GIVEN DATA =>

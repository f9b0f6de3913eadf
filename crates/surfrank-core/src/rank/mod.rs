//! Random-surfer PageRank estimation
//!
//! Two independent estimators share the corpus graph and the transition
//! model:
//! - [`sample_ranks`] walks a Markov chain and counts visits
//! - [`iterate_ranks`] applies the PageRank update until it stops moving
//!
//! [`rank_corpus`] runs both and reports them side by side.

mod iterative;
mod report;
mod sampling;
mod transition;

pub use iterative::{iterate_ranks, IterativeSolver};
pub use report::{rank_corpus, RankReport, RankRow};
pub use sampling::{sample_ranks, sample_ranks_with_rng, SamplingEstimator};
pub use transition::transition_model;

use crate::error::{Result, SurfRankError};
use serde::Serialize;
use std::collections::BTreeMap;

/// Reject damping factors outside the open interval (0, 1)
pub fn validate_damping(damping: f64) -> Result<()> {
    if damping.is_finite() && damping > 0.0 && damping < 1.0 {
        Ok(())
    } else {
        Err(SurfRankError::InvalidInput(format!(
            "damping factor must be in (0, 1), got {}",
            damping
        )))
    }
}

/// One-step probability of moving to each page of the corpus
#[derive(Debug, Clone, PartialEq, Serialize)]
#[serde(transparent)]
pub struct ProbabilityDistribution {
    probabilities: BTreeMap<String, f64>,
}

impl ProbabilityDistribution {
    pub(crate) fn new(probabilities: BTreeMap<String, f64>) -> Self {
        Self { probabilities }
    }

    /// Probability of `page`, or `None` if it is not in the corpus
    pub fn get(&self, page: &str) -> Option<f64> {
        self.probabilities.get(page).copied()
    }

    pub fn iter(&self) -> impl Iterator<Item = (&str, f64)> + '_ {
        self.probabilities.iter().map(|(p, &v)| (p.as_str(), v))
    }

    pub fn len(&self) -> usize {
        self.probabilities.len()
    }

    pub fn is_empty(&self) -> bool {
        self.probabilities.is_empty()
    }

    /// Sum of all probabilities (1.0 up to rounding)
    pub fn total(&self) -> f64 {
        self.probabilities.values().sum()
    }
}

/// How a rank result was produced
#[derive(Debug, Clone, Copy, PartialEq, Serialize)]
#[serde(tag = "estimator", rename_all = "snake_case")]
pub enum RunStats {
    Sampling { samples: usize, seed: Option<u64> },
    Iteration { sweeps: usize, delta: f64 },
}

/// Estimated PageRank of every page in a corpus
#[derive(Debug, Clone, PartialEq, Serialize)]
pub struct RankResult {
    pub scores: BTreeMap<String, f64>,
    pub stats: RunStats,
}

impl RankResult {
    pub fn get(&self, page: &str) -> Option<f64> {
        self.scores.get(page).copied()
    }

    /// Pages and scores, ordered by page identifier
    pub fn iter(&self) -> impl Iterator<Item = (&str, f64)> + '_ {
        self.scores.iter().map(|(p, &v)| (p.as_str(), v))
    }

    pub fn len(&self) -> usize {
        self.scores.len()
    }

    pub fn is_empty(&self) -> bool {
        self.scores.is_empty()
    }

    pub fn total(&self) -> f64 {
        self.scores.values().sum()
    }

    /// Short label for the estimator that produced this result
    pub fn estimator(&self) -> &'static str {
        match self.stats {
            RunStats::Sampling { .. } => "sampling",
            RunStats::Iteration { .. } => "iteration",
        }
    }

    /// Top `n` pages by score, ties broken by page identifier
    pub fn top(&self, n: usize) -> Vec<(&str, f64)> {
        let mut ranked: Vec<(&str, f64)> = self.iter().collect();
        ranked.sort_by(|a, b| b.1.total_cmp(&a.1).then_with(|| a.0.cmp(b.0)));
        ranked.truncate(n);
        ranked
    }

    /// Largest per-page absolute difference; pages missing on one side count as 0
    pub fn max_abs_difference(&self, other: &RankResult) -> f64 {
        self.differences(other).fold(0.0, f64::max)
    }

    /// Mean per-page absolute difference over the union of both page sets
    pub fn mean_abs_difference(&self, other: &RankResult) -> f64 {
        let (sum, count) = self
            .differences(other)
            .fold((0.0, 0usize), |(s, c), d| (s + d, c + 1));
        if count == 0 {
            0.0
        } else {
            sum / count as f64
        }
    }

    fn differences<'a>(&'a self, other: &'a RankResult) -> impl Iterator<Item = f64> + 'a {
        let only_other = other
            .scores
            .iter()
            .filter(|(p, _)| !self.scores.contains_key(*p))
            .map(|(_, &v)| v.abs());
        self.scores
            .iter()
            .map(|(p, &v)| (v - other.get(p).unwrap_or(0.0)).abs())
            .chain(only_other)
    }
}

ASSIGNMENT => Once more, set down the full listing, verbatim.

EXERCISE RESULT =>
repository f9b0f6de3913eadf
filename crates/surfrank-core/src/rank/mod.rs
//! Random-surfer PageRank estimation
//!
//! Two independent estimators share the corpus graph and the transition
//! model:
//! - [`sample_ranks`] walks a Markov chain and counts visits
//! - [`iterate_ranks`] applies the PageRank update until it stops moving
//!
//! [`rank_corpus`] runs both and reports them side by side.

mod iterative;
mod report;
mod sampling;
mod transition;

pub use iterative::{iterate_ranks, IterativeSolver};
pub use report::{rank_corpus, RankReport, RankRow};
pub use sampling::{sample_ranks, sample_ranks_with_rng, SamplingEstimator};
pub use transition::transition_model;

use crate::error::{Result, SurfRankError};
use serde::Serialize;
use std::collections::BTreeMap;

/// Reject damping factors outside the open interval (0, 1)
pub fn validate_damping(damping: f64) -> Result<()> {
    if damping.is_finite() && damping > 0.0 && damping < 1.0 {
        Ok(())
    } else {
        Err(SurfRankError::InvalidInput(format!(
            "damping factor must be in (0, 1), got {}",
            damping
        )))
    }
}

/// One-step probability of moving to each page of the corpus
#[derive(Debug, Clone, PartialEq, Serialize)]
#[serde(transparent)]
pub struct ProbabilityDistribution {
    probabilities: BTreeMap<String, f64>,
}

impl ProbabilityDistribution {
    pub(crate) fn new(probabilities: BTreeMap<String, f64>) -> Self {
        Self { probabilities }
    }

    /// Probability of `page`, or `None` if it is not in the corpus
    pub fn get(&self, page: &str) -> Option<f64> {
        self.probabilities.get(page).copied()
    }

    pub fn iter(&self) -> impl Iterator<Item = (&str, f64)> + '_ {
        self.probabilities.iter().map(|(p, &v)| (p.as_str(), v))
    }

    pub fn len(&self) -> usize {
        self.probabilities.len()
    }

    pub fn is_empty(&self) -> bool {
        self.probabilities.is_empty()
    }

    /// Sum of all probabilities (1.0 up to rounding)
    pub fn total(&self) -> f64 {
        self.probabilities.values().sum()
    }
}

/// How a rank result was produced
#[derive(Debug, Clone, Copy, PartialEq, Serialize)]
#[serde(tag = "estimator", rename_all = "snake_case")]
pub enum RunStats {
    Sampling { samples: usize, seed: Option<u64> },
    Iteration { sweeps: usize, delta: f64 },
}

/// Estimated PageRank of every page in a corpus
#[derive(Debug, Clone, PartialEq, Serialize)]
pub struct RankResult {
    pub scores: BTreeMap<String, f64>,
    pub stats: RunStats,
}

impl RankResult {
    pub fn get(&self, page: &str) -> Option<f64> {
        self.scores.get(page).copied()
    }

    /// Pages and scores, ordered by page identifier
    pub fn iter(&self) -> impl Iterator<Item = (&str, f64)> + '_ {
        self.scores.iter().map(|(p, &v)| (p.as_str(), v))
    }

    pub fn len(&self) -> usize {
        self.scores.len()
    }

    pub fn is_empty(&self) -> bool {
        self.scores.is_empty()
    }

    pub fn total(&self) -> f64 {
        self.scores.values().sum()
    }

    /// Short label for the estimator that produced this result
    pub fn estimator(&self) -> &'static str {
        match self.stats {
            RunStats::Sampling { .. } => "sampling",
            RunStats::Iteration { .. } => "iteration",
        }
    }

    /// Top `n` pages by score, ties broken by page identifier
    pub fn top(&self, n: usize) -> Vec<(&str, f64)> {
        let mut ranked: Vec<(&str, f64)> = self.iter().collect();
        ranked.sort_by(|a, b| b.1.total_cmp(&a.1).then_with(|| a.0.cmp(b.0)));
        ranked.truncate(n);
        ranked
    }

    /// Largest per-page absolute difference; pages missing on one side count as 0
    pub fn max_abs_difference(&self, other: &RankResult) -> f64 {
        self.differences(other).fold(0.0, f64::max)
    }

    /// Mean per-page absolute difference over the union of both page sets
    pub fn mean_abs_difference(&self, other: &RankResult) -> f64 {
        let (sum, count) = self
            .differences(other)
            .fold((0.0, 0usize), |(s, c), d| (s + d, c + 1));
        if count == 0 {
            0.0
        } else {
            sum / count as f64
        }
    }

    fn differences<'a>(&'a self, other: &'a RankResult) -> impl Iterator<Item = f64> + 'a {
        let only_other = other
            .scores
            .iter()
            .filter(|(p, _)| !self.scores.contains_key(*p))
            .map(|(_, &v)| v.abs());
        self.scores
            .iter()
            .map(|(p, &v)| (v - other.get(p).unwrap_or(0.0)).abs())
            .chain(only_other)
    }
}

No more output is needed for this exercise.